Remlinger Farms does also have U-Pick, but I personally prefer to pick from the smaller farms in the area when we are just doing U-picking. There are some animals there, which may or may not still be 4-H animals, I didn’t see any 4-H signs this visit. You can’t pet the animals, though you can feed them some food for 25 cents. While feeding the animals, you will also be able to experience the dubious joy of inhaling their wonderful aroma! They still have a hay jump, but it is much bigger and attaches to a hay maze. I didn’t think Dora would like the hay jump, since she tends to be very sensitive to textures, but it was her favorite part of the trip. They also have some ponies that you can ride, which you might or might not feel comfortable with, since the ponies just walk around and around and around and around and around and it seems kind of mean not to give them more of a variety of stimuli, but don’t let me bias you on that issue. They also have a lot of old tractors, an old bus, and an old fire truck, which are very popular with the kids. The kids can’t actually drive anything, mind you, but they climb up and pretend to drive.
In addition, Remlinger Farms is host to a large fort/tree house thingy, which has a tunnel built into it, which kids seem to love.

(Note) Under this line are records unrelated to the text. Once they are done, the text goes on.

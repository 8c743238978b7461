use thiserror::Error;

/// Errors returned when parsing the text form of a bit buffer.
///
/// # Examples
/// ```
/// use rfsense_core::{BitBuffer, BitBufferError};
///
/// let err = "{8}zz".parse::<BitBuffer>().unwrap_err();
/// assert!(matches!(err, BitBufferError::InvalidHex { .. }));
/// ```
#[derive(Debug, Error, PartialEq, Eq)]
pub enum BitBufferError {
    #[error("empty bit row at index {row}")]
    EmptyRow { row: usize },
    #[error("invalid bit length prefix in row {row}: '{value}'")]
    InvalidLength { row: usize, value: String },
    #[error("invalid hex digit '{digit}' in row {row}")]
    InvalidHex { row: usize, digit: char },
    #[error("row {row} declares {declared} bits but only {available} are present")]
    LengthExceedsData {
        row: usize,
        declared: usize,
        available: usize,
    },
}
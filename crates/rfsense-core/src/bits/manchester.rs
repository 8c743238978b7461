//! Manchester coding with the IEEE 802.3 convention: a data `0` is sent as
//! `10`, a data `1` as `01`.

use super::buffer::BitBuffer;

/// Decode `row` of `input` from bit `start`, producing at most `max_bits`
/// data bits (`0` means no limit).
///
/// Decoding stops at the first Manchester violation (two equal half-bits)
/// or when fewer than two raw bits remain. The result always has one row.
///
/// # Examples
/// ```
/// use rfsense_core::BitBuffer;
/// use rfsense_core::bits::manchester;
///
/// // 01 10 01 00 -> 1 0 1, then a violation.
/// let raw = BitBuffer::from_row(&[0b0110_0100], 8);
/// let decoded = manchester::decode(&raw, 0, 0, 0);
/// assert_eq!(decoded.bits_per_row(0), 3);
/// assert_eq!(decoded.row(0), &[0b1010_0000]);
/// ```
pub fn decode(input: &BitBuffer, row: usize, start: usize, max_bits: usize) -> BitBuffer {
    let mut len = input.bits_per_row(row);
    if max_bits > 0 {
        len = len.min(start.saturating_add(max_bits.saturating_mul(2)));
    }

    let mut output = BitBuffer::new();
    output.add_row();

    let mut pos = start;
    while pos + 1 < len {
        let (Some(first), Some(second)) = (input.bit(row, pos), input.bit(row, pos + 1)) else {
            break;
        };
        if first == second {
            break;
        }
        output.add_bit(second);
        pos += 2;
    }
    output
}

/// Append the Manchester encoding of the first `bits` bits of `bytes` to
/// the last row of `output`.
pub fn encode_into(output: &mut BitBuffer, bytes: &[u8], bits: usize) {
    let bits = bits.min(bytes.len() * 8);
    for pos in 0..bits {
        let bit = bytes[pos / 8] & (0x80 >> (pos % 8)) != 0;
        output.add_bit(!bit);
        output.add_bit(bit);
    }
}
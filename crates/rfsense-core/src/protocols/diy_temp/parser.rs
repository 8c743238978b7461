use serde::{Deserialize, Serialize};
use tracing::{debug, trace};

use crate::bits::{BitBuffer, manchester};
use crate::config::DecoderConfig;
use crate::{FieldValue, OutputField};

use super::error::DecodeError;
use super::layout;
use super::reader::PayloadReader;

/// One decoded transmission.
///
/// Serializes with the sensor's output keys; the CRC field is carried for
/// callers but never emitted.
#[derive(Debug, Clone, PartialEq, Serialize, Deserialize)]
pub struct SensorReading {
    pub model: String,
    pub id: u8,
    #[serde(rename = "temperature1_C")]
    pub temperature1_c: f64,
    #[serde(rename = "temperature2_C")]
    pub temperature2_c: f64,
    #[serde(rename = "temperature3_C")]
    pub temperature3_c: f64,
    #[serde(rename = "temperature4_C")]
    pub temperature4_c: f64,
    #[serde(rename = "vBatt")]
    pub vbatt: f64,
    #[serde(skip)]
    pub crc: i16,
}

impl SensorReading {
    /// Output fields in emission order, with labels and text formats.
    pub fn fields(&self) -> Vec<OutputField> {
        let celsius = |value| FieldValue::Double { value, unit: "C" };
        vec![
            OutputField::new("model", "", FieldValue::Text(self.model.clone())),
            OutputField::new("id", "Id", FieldValue::Int(i64::from(self.id))),
            OutputField::new("temperature1_C", "Temperature 1", celsius(self.temperature1_c)),
            OutputField::new("temperature2_C", "Temperature 2", celsius(self.temperature2_c)),
            OutputField::new("temperature3_C", "Temperature 3", celsius(self.temperature3_c)),
            OutputField::new("temperature4_C", "Temperature 4", celsius(self.temperature4_c)),
            OutputField::new(
                "vBatt",
                "Battery Voltage",
                FieldValue::Double {
                    value: self.vbatt,
                    unit: "V",
                },
            ),
        ]
    }
}

/// Decode one DIY Temperature Array Sensor capture.
///
/// The capture must hold a single row containing the clear-text preamble and
/// sync word followed by the Manchester coded payload.
///
/// # Errors
/// Returns `DecodeError` when the capture has several rows, lacks the sync
/// word, is too short, or (with `verify_crc`) fails its checksum.
pub fn decode_diy_temp(
    bits: &BitBuffer,
    config: &DecoderConfig,
) -> Result<SensorReading, DecodeError> {
    debug!(rows = bits.num_rows(), "decoding {}", layout::DEVICE_NAME);
    trace!(capture = %bits, "raw capture");

    if bits.num_rows() > 1 {
        debug!(rows = bits.num_rows(), "too many rows");
        return Err(DecodeError::TooManyRows {
            rows: bits.num_rows(),
        });
    }

    let row_bits = bits.bits_per_row(0);
    let sync = bits
        .search(0, 0, layout::PREAMBLE_SYNC, layout::PREAMBLE_SYNC_BITS)
        .ok_or_else(|| {
            debug!(bits_per_row = row_bits, "preamble and sync word not found");
            DecodeError::SyncNotFound
        })?;

    let bit_offset = sync + layout::PREAMBLE_SYNC_BITS;
    debug!(bit_offset, bits_per_row = row_bits, "sync word found");

    let available = row_bits - bit_offset;
    if available < layout::PAYLOAD_RAW_BITS {
        debug!(available, "received payload too short");
        return Err(DecodeError::PayloadTooShort {
            needed: layout::PAYLOAD_RAW_BITS,
            actual: available,
        });
    }

    let mut databits = manchester::decode(bits, 0, bit_offset, config.max_data_bits);
    databits.invert();

    let decoded_bits = databits.bits_per_row(0);
    trace!(decoded = %databits, "manchester decoded payload");
    debug!(
        bits_per_row = decoded_bits,
        "bits per row after manchester decode"
    );
    if decoded_bits < layout::PAYLOAD_BITS {
        debug!("manchester decode fail, result after decoding not correct length");
        return Err(DecodeError::ManchesterDecodeFailed {
            needed: layout::PAYLOAD_BITS,
            actual: decoded_bits,
        });
    }

    // At least PAYLOAD_LEN bytes from here on; reads below cannot run short.
    let reader = PayloadReader::new(databits.row(0));

    let id = reader.read_u8(layout::DEVICE_ID_OFFSET)?;
    let mut temperatures = [0.0f64; 4];
    for (slot, range) in temperatures.iter_mut().zip(layout::TEMPERATURE_RANGES) {
        *slot = reader.read_scaled(range)?;
    }
    let vbatt = reader.read_scaled(layout::VBATT_RANGE)?;
    let crc = reader.read_i16_be(layout::CRC_RANGE)?;
    debug!(crc, "payload CRC");

    if config.verify_crc {
        let computed = reader.compute_crc()?;
        let received = crc as u16;
        if computed != received {
            debug!(received, computed, "CRC mismatch");
            return Err(DecodeError::CrcMismatch { received, computed });
        }
    }

    let [temperature1_c, temperature2_c, temperature3_c, temperature4_c] = temperatures;
    Ok(SensorReading {
        model: layout::MODEL.to_string(),
        id,
        temperature1_c,
        temperature2_c,
        temperature3_c,
        temperature4_c,
        vbatt,
        crc,
    })
}
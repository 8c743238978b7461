use std::collections::HashMap;
use std::path::Path;

use thiserror::Error;
use tracing::{debug, info, warn};

use crate::config::DecoderConfig;
use crate::registry::DecoderRegistry;
use crate::source::{CaptureEvent, CaptureSource, SourceError, TextFileSource};
use crate::{CaptureSummary, ReadingRecord, Report, make_stub_report};

mod failures;

use failures::{FailureStats, add_failure, build_failure_summaries};

#[derive(Debug, Error)]
pub enum AnalysisError {
    #[error("I/O error: {0}")]
    Io(#[from] std::io::Error),
    #[error("Source error: {0}")]
    Source(#[from] SourceError),
}

pub fn analyze_capture_file(path: &Path, config: &DecoderConfig) -> Result<Report, AnalysisError> {
    let input_bytes = path.metadata()?.len();
    let source = TextFileSource::open(path)?;
    analyze_source(path, input_bytes, source, config)
}

/// Decode every capture of `source`; `path` and `input_bytes` only label the
/// report, so in-memory and piped sources work as well as files.
pub fn analyze_source<S: CaptureSource>(
    path: &Path,
    input_bytes: u64,
    mut source: S,
    config: &DecoderConfig,
) -> Result<Report, AnalysisError> {
    let registry = DecoderRegistry::with_defaults(config.clone());
    let mut captures_total = 0u64;
    let mut failed_total = 0u64;
    let mut readings = Vec::new();
    let mut failure_stats: HashMap<&'static str, FailureStats> = HashMap::new();

    while let Some(CaptureEvent { line, bits }) = source.next_capture()? {
        captures_total += 1;
        let mut decoded = false;
        for attempt in registry.decode(&bits) {
            match attempt.result {
                Ok(reading) => {
                    info!(line, device = attempt.device, id = reading.id, "capture decoded");
                    decoded = true;
                    readings.push(ReadingRecord { line, reading });
                }
                Err(err) => {
                    debug!(line, device = attempt.device, error = %err, "capture rejected");
                    add_failure(&mut failure_stats, &err, line);
                }
            }
        }
        if !decoded {
            failed_total += 1;
        }
    }

    if captures_total == 0 {
        warn!(path = %path.display(), "no captures found in input");
    }

    let mut report = make_stub_report(&path.display().to_string(), input_bytes);
    report.summary = CaptureSummary {
        captures_total,
        decoded_total: readings.len() as u64,
        failed_total,
    };
    report.readings = readings;
    report.failures = build_failure_summaries(failure_stats);
    Ok(report)
}
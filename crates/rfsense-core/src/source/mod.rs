mod text;

pub use text::{TextFileSource, TextSource};

use thiserror::Error;

use crate::bits::BitBuffer;

/// One capture as handed over by the demodulator.
#[derive(Debug, Clone)]
pub struct CaptureEvent {
    /// 1-based position of the capture in its input.
    pub line: usize,
    pub bits: BitBuffer,
}

pub trait CaptureSource {
    fn next_capture(&mut self) -> Result<Option<CaptureEvent>, SourceError>;
}

#[derive(Debug, Error)]
pub enum SourceError {
    #[error("I/O error: {0}")]
    Io(#[from] std::io::Error),
    #[error("invalid capture on line {line}: {message}")]
    Capture { line: usize, message: String },
}

impl From<text::error::TextSourceError> for SourceError {
    fn from(value: text::error::TextSourceError) -> Self {
        match value {
            text::error::TextSourceError::Io(err) => SourceError::Io(err),
            text::error::TextSourceError::Parse { line, source } => SourceError::Capture {
                line,
                message: source.to_string(),
            },
        }
    }
}
//! Freshness classification for the latest sensor sample.
//!
//! The polling loop compares the sample's own timestamp against the local
//! clock, so the check is isolated here as a pure function that takes the
//! evaluation time explicitly. Clock skew between the bot and the sensor is
//! treated as staleness, never as an error.

use crate::core::types::Sample;
use chrono::{Duration, NaiveDateTime};

/// Outcome of classifying a sample's age.
#[derive(Debug, Clone, Copy, PartialEq)]
pub enum Freshness {
    /// The sample is recent enough to report to the subscriber.
    Fresh(Sample),
    /// The sample is too old, or its timestamp is not strictly in the past.
    Stale,
}

/// Classify a sample as fresh or stale at the given evaluation time.
///
/// A sample is fresh iff `0 < age <= max_age`. The lower bound is strict: a
/// sample whose timestamp equals or postdates the evaluation time indicates
/// clock skew rather than a confirmed live reading, and is classified stale.
pub fn evaluate(sample: &Sample, evaluated_at: NaiveDateTime, max_age: Duration) -> Freshness {
    let age = evaluated_at.signed_duration_since(sample.timestamp);

    if age > Duration::zero() && age <= max_age {
        Freshness::Fresh(*sample)
    } else {
        Freshness::Stale
    }
}
//! Client for the external chart rendering service.
//!
//! The aggregated series are posted as a Chart.js line-chart configuration to
//! a QuickChart-compatible endpoint, which replies with PNG bytes. The
//! renderer is purely a sink; nothing it returns feeds back into the core
//! beyond the image itself.

use crate::core::Series;
use std::time::Duration;

/// Client for the chart renderer.
pub struct ChartClient {
    base_url: String,
    client: reqwest::Client,
}

/// Chart renderer error types.
#[derive(Debug)]
pub enum ChartError {
    /// Network/HTTP error
    Network(String),
    /// Server returned an error response
    Server { status: u16, message: String },
}

impl std::fmt::Display for ChartError {
    fn fmt(&self, f: &mut std::fmt::Formatter<'_>) -> std::fmt::Result {
        match self {
            ChartError::Network(msg) => write!(f, "Chart network error: {msg}"),
            ChartError::Server { status, message } => {
                write!(f, "Chart server error ({status}): {message}")
            }
        }
    }
}

impl std::error::Error for ChartError {}

impl ChartClient {
    /// Create a new chart client.
    pub fn new(base_url: impl Into<String>, timeout: Duration) -> Self {
        let client = reqwest::Client::builder()
            .timeout(timeout)
            .build()
            .expect("Failed to create HTTP client");

        Self {
            base_url: base_url.into(),
            client,
        }
    }

    /// URL of the render endpoint.
    pub fn render_url(&self) -> String {
        format!("{}/chart", self.base_url)
    }

    /// Build the Chart.js configuration for a set of series.
    ///
    /// The x-axis labels come from the first series; the aggregation step
    /// guarantees all series share that label ordering, so the datasets align
    /// positionally.
    pub fn line_chart_config(title: &str, series: &[Series]) -> serde_json::Value {
        let labels = series.first().map(|s| s.labels()).unwrap_or_default();

        let datasets: Vec<serde_json::Value> = series
            .iter()
            .map(|s| {
                serde_json::json!({
                    "label": s.metric.to_string(),
                    "data": s.values(),
                    "fill": false,
                })
            })
            .collect();

        serde_json::json!({
            "type": "line",
            "data": {
                "labels": labels,
                "datasets": datasets,
            },
            "options": {
                "title": {
                    "display": true,
                    "text": title,
                },
            },
        })
    }

    /// Render the series as a PNG line chart.
    pub async fn render_line_chart(
        &self,
        title: &str,
        series: &[Series],
    ) -> Result<Vec<u8>, ChartError> {
        let payload = serde_json::json!({
            "chart": Self::line_chart_config(title, series),
            "format": "png",
            "width": 800,
            "height": 400,
            "backgroundColor": "white",
        });

        let response = self
            .client
            .post(self.render_url())
            .header("Content-Type", "application/json")
            .json(&payload)
            .send()
            .await
            .map_err(|e| ChartError::Network(e.to_string()))?;

        let status = response.status();
        if !status.is_success() {
            let message = response
                .text()
                .await
                .unwrap_or_else(|_| "Unknown error".to_string());
            return Err(ChartError::Server {
                status: status.as_u16(),
                message,
            });
        }

        let bytes = response
            .bytes()
            .await
            .map_err(|e| ChartError::Network(e.to_string()))?;

        Ok(bytes.to_vec())
    }
}

#[cfg(test)]
mod tests {
    use super::*;
    use crate::core::Metric;

    #[test]
    fn test_render_url() {
        let client = ChartClient::new("https://quickchart.io", Duration::from_secs(10));
        assert_eq!(client.render_url(), "https://quickchart.io/chart");
    }

    #[test]
    fn test_line_chart_config_aligns_datasets() {
        let series = vec![
            Series {
                metric: Metric::Bpm,
                points: vec![("10:00:00".to_string(), 72), ("10:00:05".to_string(), 80)],
            },
            Series {
                metric: Metric::Spo2,
                points: vec![("10:00:00".to_string(), 97), ("10:00:05".to_string(), 98)],
            },
        ];

        let config = ChartClient::line_chart_config("21/02/2023", &series);

        assert_eq!(config["type"], "line");
        assert_eq!(config["data"]["labels"][0], "10:00:00");
        assert_eq!(config["data"]["datasets"][0]["label"], "bpm");
        assert_eq!(config["data"]["datasets"][1]["label"], "spo2");
        assert_eq!(config["data"]["datasets"][0]["data"][1], 80);
        assert_eq!(config["options"]["title"]["text"], "21/02/2023");
    }

    #[test]
    fn test_line_chart_config_empty_series() {
        let config = ChartClient::line_chart_config("empty", &[]);
        assert_eq!(config["data"]["labels"], serde_json::json!([]));
        assert_eq!(config["data"]["datasets"], serde_json::json!([]));
    }
}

This alpaca looked even cuter/goofier than usual, as he had just been sheered. I’ve never understood why there are so many alpacas in the area. There used to be a lot more, but many of the alpaca farms have made way for housing developments. Oddly, we have a Llama lake in the area, but I’m not sure if I have ever seen a llama in the area. The lake was supposedly named after a llama farm that used to be there, but I sometimes suspect that an ignoramus named it “Llama Lake”, after an “alpaca farm”, so it should actually be called “Alpaca Lake”, which really doesn’t have the whole alliteration thing going for it. Of course, I don’t actually know how to tell the difference between an alpaca and llama myself.
Anyway, Dora had fun at Remlinger Farms and I didn’t have to fight any traffic, so all in all, it was a fun day.